**Given records**
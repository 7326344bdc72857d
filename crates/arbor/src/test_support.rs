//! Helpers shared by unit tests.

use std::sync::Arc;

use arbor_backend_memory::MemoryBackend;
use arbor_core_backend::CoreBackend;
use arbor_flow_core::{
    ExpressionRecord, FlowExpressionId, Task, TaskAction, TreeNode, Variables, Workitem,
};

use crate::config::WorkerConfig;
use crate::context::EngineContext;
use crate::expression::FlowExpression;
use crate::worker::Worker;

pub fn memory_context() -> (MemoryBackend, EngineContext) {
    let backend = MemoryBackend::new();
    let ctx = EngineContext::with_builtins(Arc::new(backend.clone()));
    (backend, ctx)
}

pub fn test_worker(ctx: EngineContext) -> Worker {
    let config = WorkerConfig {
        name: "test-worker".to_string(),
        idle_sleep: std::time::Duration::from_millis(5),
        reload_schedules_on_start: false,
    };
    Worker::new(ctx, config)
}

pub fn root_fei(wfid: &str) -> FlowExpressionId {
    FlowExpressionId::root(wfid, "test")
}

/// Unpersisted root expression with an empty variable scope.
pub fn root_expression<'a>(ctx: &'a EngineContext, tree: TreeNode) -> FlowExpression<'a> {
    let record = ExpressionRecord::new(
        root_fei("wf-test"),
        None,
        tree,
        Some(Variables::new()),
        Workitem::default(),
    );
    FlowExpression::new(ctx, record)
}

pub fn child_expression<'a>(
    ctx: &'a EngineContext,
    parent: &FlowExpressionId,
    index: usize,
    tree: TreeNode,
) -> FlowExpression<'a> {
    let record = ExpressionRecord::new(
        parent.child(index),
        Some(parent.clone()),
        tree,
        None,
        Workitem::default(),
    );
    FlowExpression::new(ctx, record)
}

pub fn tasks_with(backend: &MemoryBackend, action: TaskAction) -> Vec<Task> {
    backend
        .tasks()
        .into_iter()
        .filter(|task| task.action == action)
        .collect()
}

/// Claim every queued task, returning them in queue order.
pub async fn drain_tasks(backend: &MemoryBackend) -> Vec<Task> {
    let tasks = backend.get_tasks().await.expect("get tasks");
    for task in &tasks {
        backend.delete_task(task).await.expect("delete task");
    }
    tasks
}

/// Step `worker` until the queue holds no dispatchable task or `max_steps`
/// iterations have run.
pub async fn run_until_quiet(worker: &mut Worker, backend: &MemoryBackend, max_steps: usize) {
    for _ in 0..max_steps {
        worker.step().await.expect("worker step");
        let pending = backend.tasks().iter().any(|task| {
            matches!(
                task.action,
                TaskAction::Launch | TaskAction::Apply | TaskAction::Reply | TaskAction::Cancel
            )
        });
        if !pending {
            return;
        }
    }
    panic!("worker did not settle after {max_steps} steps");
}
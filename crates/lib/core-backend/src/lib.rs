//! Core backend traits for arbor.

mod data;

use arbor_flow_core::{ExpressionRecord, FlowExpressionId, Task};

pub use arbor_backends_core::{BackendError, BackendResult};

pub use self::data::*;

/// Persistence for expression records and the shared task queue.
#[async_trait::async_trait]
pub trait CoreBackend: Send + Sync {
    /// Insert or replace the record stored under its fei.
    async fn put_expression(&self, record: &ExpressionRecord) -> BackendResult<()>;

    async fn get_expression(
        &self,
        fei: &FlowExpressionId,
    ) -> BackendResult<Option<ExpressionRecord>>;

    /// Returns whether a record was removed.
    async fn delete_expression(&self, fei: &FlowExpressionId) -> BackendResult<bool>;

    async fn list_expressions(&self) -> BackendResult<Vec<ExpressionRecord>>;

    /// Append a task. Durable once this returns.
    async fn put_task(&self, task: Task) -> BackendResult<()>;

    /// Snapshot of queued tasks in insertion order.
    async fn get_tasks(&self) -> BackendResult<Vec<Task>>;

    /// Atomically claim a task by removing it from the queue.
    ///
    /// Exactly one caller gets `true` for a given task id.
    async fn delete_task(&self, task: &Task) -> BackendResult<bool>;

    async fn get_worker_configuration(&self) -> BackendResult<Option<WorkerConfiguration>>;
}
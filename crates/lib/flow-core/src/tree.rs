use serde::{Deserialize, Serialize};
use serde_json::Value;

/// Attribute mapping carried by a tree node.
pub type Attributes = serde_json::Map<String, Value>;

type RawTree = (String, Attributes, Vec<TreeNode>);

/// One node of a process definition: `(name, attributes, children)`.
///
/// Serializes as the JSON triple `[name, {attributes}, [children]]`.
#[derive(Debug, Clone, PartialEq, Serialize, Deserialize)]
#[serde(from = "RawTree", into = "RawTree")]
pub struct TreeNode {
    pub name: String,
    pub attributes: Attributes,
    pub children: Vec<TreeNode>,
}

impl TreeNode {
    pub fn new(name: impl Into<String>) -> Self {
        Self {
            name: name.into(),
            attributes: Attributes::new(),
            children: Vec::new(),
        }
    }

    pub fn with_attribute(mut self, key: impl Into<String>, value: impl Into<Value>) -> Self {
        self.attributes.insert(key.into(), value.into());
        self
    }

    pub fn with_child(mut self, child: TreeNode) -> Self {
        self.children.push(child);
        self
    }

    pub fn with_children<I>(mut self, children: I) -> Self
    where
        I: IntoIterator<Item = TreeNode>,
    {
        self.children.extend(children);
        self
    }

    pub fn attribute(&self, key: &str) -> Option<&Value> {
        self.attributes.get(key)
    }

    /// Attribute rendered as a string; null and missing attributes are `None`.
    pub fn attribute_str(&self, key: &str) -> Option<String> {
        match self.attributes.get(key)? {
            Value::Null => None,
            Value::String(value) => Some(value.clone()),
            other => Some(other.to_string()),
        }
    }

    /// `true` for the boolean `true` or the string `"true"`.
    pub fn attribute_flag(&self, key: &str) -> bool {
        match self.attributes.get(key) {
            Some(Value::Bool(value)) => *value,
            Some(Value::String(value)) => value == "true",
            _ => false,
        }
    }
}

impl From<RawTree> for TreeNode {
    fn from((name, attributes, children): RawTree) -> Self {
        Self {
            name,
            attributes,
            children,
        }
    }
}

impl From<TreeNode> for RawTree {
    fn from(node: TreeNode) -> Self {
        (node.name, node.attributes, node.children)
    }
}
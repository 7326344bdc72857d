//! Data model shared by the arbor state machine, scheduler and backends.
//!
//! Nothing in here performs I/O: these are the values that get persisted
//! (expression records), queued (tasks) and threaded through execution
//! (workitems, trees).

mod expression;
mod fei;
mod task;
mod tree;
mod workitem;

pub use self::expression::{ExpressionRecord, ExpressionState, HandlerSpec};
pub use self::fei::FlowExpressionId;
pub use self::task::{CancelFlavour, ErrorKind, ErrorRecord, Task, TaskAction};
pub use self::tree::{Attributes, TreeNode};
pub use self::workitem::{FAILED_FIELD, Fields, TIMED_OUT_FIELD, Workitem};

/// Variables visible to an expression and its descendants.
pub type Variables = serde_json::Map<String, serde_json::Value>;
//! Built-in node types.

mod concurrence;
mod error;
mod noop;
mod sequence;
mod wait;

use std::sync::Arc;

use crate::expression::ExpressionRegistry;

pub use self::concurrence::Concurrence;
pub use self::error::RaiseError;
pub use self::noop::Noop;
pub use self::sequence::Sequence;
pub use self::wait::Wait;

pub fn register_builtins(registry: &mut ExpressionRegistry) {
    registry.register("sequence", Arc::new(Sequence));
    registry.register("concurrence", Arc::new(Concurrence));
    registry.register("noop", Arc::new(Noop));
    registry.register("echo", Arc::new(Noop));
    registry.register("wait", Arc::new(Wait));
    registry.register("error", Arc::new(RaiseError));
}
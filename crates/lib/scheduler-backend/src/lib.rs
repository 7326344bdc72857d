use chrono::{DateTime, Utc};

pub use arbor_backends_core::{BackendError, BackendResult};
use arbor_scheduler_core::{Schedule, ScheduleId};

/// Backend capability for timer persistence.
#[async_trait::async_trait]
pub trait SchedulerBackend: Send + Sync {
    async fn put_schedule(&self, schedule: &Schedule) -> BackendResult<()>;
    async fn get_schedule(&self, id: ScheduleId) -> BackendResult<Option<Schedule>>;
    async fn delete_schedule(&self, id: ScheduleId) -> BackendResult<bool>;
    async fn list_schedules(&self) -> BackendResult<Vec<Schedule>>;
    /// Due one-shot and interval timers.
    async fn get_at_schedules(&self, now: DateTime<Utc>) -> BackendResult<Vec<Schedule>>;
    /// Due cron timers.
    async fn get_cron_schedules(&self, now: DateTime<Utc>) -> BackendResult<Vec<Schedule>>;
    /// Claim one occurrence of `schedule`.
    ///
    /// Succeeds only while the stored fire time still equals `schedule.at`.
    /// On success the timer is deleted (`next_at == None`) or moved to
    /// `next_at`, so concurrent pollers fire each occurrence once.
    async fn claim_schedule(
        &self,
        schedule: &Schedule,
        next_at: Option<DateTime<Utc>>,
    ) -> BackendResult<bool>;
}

**Task details**
Up to and including the line with "in queue order.", output each line of the entries above exactly, starting from the first.

**Expected answer**
repository 7326344bdc72857d
filename crates/arbor/src/test_support.rs
//! Helpers shared by unit tests.

use std::sync::Arc;

use arbor_backend_memory::MemoryBackend;
use arbor_core_backend::CoreBackend;
use arbor_flow_core::{
    ExpressionRecord, FlowExpressionId, Task, TaskAction, TreeNode, Variables, Workitem,
};

use crate::config::WorkerConfig;
use crate::context::EngineContext;
use crate::expression::FlowExpression;
use crate::worker::Worker;

pub fn memory_context() -> (MemoryBackend, EngineContext) {
    let backend = MemoryBackend::new();
    let ctx = EngineContext::with_builtins(Arc::new(backend.clone()));
    (backend, ctx)
}

pub fn test_worker(ctx: EngineContext) -> Worker {
    let config = WorkerConfig {
        name: "test-worker".to_string(),
        idle_sleep: std::time::Duration::from_millis(5),
        reload_schedules_on_start: false,
    };
    Worker::new(ctx, config)
}

pub fn root_fei(wfid: &str) -> FlowExpressionId {
    FlowExpressionId::root(wfid, "test")
}

/// Unpersisted root expression with an empty variable scope.
pub fn root_expression<'a>(ctx: &'a EngineContext, tree: TreeNode) -> FlowExpression<'a> {
    let record = ExpressionRecord::new(
        root_fei("wf-test"),
        None,
        tree,
        Some(Variables::new()),
        Workitem::default(),
    );
    FlowExpression::new(ctx, record)
}

pub fn child_expression<'a>(
    ctx: &'a EngineContext,
    parent: &FlowExpressionId,
    index: usize,
    tree: TreeNode,
) -> FlowExpression<'a> {
    let record = ExpressionRecord::new(
        parent.child(index),
        Some(parent.clone()),
        tree,
        None,
        Workitem::default(),
    );
    FlowExpression::new(ctx, record)
}

pub fn tasks_with(backend: &MemoryBackend, action: TaskAction) -> Vec<Task> {
    backend
        .tasks()
        .into_iter()
        .filter(|task| task.action == action)
        .collect()
}

/// Claim every queued task, returning them in queue order.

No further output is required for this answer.